Prompt -
Search the listing below for the string "moments" and show each line that contains it.

Exercise inputs -

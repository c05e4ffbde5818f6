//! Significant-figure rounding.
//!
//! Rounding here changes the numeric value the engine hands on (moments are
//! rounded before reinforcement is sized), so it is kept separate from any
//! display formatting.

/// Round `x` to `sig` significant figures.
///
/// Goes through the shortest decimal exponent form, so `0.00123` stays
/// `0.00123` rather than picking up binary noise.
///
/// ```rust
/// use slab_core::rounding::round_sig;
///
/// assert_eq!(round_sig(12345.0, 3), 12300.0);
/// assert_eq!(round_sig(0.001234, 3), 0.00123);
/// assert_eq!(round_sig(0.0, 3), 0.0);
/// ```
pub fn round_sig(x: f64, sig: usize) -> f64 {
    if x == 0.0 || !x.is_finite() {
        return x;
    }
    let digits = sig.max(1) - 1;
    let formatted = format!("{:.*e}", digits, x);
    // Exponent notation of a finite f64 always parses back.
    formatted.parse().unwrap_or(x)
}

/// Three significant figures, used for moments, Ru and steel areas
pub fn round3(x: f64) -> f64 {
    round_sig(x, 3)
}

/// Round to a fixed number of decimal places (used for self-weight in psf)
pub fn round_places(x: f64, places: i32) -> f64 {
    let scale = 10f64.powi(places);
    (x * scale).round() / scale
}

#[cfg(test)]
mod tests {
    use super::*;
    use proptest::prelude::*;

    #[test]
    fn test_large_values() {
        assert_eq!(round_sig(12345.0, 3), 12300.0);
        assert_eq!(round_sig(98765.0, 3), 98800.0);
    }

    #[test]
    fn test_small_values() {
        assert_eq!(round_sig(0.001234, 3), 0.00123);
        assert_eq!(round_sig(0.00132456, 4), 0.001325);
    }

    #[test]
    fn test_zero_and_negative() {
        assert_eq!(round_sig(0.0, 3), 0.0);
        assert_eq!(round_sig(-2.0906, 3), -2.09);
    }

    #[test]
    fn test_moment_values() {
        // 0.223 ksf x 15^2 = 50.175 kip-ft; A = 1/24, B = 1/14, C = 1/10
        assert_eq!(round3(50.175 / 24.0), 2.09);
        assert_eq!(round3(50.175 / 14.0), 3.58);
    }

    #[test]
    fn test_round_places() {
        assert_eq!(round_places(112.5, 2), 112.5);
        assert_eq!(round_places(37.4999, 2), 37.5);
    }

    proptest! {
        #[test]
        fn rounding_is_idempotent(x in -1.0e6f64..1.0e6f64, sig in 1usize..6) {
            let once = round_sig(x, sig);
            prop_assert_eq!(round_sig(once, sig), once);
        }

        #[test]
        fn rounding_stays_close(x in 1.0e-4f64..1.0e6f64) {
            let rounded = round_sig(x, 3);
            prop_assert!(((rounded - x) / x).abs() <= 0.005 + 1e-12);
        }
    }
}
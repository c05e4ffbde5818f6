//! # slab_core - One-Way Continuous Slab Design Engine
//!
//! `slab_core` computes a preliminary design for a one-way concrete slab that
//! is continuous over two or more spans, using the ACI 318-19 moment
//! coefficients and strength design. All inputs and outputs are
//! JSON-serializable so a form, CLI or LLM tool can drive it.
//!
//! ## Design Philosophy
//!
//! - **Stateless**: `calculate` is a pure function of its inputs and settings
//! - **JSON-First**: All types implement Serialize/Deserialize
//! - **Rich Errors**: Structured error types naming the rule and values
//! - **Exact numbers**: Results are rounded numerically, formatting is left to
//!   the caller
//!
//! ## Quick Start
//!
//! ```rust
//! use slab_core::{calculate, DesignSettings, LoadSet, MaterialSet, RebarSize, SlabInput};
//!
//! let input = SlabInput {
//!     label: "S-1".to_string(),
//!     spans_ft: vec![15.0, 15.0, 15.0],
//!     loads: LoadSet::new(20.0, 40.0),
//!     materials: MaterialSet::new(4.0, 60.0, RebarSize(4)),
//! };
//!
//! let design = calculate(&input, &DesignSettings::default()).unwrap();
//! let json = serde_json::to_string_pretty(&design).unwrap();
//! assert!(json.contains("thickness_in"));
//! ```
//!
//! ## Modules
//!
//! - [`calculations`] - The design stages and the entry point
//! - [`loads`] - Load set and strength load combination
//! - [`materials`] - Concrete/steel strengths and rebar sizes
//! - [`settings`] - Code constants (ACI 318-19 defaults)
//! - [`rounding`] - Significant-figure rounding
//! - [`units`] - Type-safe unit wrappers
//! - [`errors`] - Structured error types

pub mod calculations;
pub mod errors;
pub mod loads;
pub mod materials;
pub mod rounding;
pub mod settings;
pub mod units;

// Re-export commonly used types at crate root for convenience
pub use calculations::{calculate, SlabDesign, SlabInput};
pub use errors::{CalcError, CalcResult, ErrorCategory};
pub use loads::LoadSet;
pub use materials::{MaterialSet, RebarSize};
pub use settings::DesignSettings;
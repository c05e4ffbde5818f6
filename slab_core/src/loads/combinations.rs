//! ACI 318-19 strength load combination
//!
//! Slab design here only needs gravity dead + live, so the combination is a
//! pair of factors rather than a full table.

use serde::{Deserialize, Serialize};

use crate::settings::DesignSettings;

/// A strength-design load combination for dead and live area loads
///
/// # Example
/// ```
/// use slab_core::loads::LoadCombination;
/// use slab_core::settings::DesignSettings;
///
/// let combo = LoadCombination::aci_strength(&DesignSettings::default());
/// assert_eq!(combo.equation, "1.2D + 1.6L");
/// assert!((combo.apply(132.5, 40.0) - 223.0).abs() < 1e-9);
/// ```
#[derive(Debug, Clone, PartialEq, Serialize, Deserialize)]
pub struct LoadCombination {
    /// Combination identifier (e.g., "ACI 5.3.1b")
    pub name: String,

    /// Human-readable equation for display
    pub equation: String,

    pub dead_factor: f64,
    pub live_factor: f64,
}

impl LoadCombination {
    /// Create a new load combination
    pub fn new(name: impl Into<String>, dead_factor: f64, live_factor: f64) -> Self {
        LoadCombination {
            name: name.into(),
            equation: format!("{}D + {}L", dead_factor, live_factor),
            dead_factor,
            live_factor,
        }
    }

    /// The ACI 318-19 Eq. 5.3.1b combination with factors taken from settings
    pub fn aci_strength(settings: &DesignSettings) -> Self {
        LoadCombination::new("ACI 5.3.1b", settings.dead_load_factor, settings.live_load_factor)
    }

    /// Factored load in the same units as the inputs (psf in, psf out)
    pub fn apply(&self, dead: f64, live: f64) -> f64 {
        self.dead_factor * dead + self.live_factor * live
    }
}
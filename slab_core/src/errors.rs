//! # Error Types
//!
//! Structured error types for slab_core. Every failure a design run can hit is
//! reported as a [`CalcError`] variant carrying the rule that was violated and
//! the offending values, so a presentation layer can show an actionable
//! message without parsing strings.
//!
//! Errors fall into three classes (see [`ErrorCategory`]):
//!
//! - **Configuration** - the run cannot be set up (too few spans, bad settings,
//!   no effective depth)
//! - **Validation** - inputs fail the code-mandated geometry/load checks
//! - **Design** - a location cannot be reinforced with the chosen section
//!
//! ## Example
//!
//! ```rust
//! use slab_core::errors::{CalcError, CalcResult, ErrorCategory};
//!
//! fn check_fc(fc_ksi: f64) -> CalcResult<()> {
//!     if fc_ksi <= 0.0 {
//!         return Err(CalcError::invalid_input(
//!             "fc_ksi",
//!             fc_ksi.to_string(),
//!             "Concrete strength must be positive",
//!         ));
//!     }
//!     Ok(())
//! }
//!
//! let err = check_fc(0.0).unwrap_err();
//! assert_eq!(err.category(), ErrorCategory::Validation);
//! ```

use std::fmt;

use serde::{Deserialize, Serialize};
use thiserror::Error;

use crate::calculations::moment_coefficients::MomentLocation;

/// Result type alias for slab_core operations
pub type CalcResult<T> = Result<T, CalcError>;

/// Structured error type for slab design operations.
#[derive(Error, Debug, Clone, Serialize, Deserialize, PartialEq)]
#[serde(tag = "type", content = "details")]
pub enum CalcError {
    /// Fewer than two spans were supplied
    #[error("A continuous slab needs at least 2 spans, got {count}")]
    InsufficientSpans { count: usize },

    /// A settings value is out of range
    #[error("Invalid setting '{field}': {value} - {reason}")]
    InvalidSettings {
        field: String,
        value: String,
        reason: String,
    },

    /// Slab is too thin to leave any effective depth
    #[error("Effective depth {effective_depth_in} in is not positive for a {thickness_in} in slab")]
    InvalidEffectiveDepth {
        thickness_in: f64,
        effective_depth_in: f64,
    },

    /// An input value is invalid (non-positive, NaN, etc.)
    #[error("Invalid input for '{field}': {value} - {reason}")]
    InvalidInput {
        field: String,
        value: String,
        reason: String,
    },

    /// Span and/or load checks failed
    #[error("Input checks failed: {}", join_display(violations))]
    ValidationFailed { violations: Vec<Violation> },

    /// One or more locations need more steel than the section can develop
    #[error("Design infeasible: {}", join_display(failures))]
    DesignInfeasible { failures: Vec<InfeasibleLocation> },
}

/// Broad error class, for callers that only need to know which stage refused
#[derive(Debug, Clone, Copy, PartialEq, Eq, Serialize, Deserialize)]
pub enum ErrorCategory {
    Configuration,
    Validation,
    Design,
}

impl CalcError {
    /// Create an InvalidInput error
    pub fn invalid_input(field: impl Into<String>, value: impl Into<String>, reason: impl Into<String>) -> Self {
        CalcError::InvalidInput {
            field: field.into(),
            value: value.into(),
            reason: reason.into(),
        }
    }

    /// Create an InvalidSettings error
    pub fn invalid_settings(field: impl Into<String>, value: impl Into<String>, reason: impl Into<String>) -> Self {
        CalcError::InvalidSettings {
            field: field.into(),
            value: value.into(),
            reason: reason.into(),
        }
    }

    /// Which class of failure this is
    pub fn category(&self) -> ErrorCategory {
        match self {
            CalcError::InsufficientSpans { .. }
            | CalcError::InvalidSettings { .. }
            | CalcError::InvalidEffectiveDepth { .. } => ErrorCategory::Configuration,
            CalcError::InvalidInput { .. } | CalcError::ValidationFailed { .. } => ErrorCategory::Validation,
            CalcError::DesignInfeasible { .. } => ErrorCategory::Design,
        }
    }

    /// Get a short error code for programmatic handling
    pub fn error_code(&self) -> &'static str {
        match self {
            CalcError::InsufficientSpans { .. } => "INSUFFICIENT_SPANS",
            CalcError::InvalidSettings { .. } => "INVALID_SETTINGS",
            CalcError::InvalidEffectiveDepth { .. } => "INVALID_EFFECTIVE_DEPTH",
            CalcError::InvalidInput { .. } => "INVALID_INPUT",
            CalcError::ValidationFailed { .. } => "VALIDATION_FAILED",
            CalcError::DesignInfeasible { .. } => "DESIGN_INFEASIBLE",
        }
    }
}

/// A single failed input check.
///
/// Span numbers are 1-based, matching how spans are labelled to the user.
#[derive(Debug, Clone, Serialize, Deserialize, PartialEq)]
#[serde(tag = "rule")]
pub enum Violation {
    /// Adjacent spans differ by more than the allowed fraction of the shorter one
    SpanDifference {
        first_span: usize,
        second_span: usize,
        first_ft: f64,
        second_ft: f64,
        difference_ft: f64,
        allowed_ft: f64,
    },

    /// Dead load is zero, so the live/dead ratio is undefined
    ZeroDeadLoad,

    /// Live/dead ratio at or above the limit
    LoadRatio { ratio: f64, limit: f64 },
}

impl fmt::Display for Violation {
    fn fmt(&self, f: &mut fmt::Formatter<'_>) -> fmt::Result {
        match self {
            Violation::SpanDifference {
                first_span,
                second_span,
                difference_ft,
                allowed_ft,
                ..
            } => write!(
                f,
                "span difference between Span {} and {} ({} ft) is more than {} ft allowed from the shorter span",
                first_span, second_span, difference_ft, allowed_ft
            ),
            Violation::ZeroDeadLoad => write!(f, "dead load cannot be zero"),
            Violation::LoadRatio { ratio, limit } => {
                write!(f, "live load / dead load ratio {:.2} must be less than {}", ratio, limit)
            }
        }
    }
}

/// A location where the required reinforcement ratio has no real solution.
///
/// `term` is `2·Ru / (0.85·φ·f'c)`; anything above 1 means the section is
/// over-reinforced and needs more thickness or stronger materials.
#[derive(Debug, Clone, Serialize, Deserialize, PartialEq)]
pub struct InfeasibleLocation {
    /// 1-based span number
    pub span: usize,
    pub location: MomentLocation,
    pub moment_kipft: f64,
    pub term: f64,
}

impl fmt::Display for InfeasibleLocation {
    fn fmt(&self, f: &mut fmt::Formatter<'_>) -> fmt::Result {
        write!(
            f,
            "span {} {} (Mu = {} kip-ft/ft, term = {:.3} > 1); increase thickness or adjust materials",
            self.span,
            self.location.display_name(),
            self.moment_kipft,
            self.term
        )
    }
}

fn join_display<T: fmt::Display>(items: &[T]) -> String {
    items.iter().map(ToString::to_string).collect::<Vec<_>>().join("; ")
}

Written solution -
//! Rounding here changes the numeric value the engine hands on (moments are
/// Three significant figures, used for moments, Ru and steel areas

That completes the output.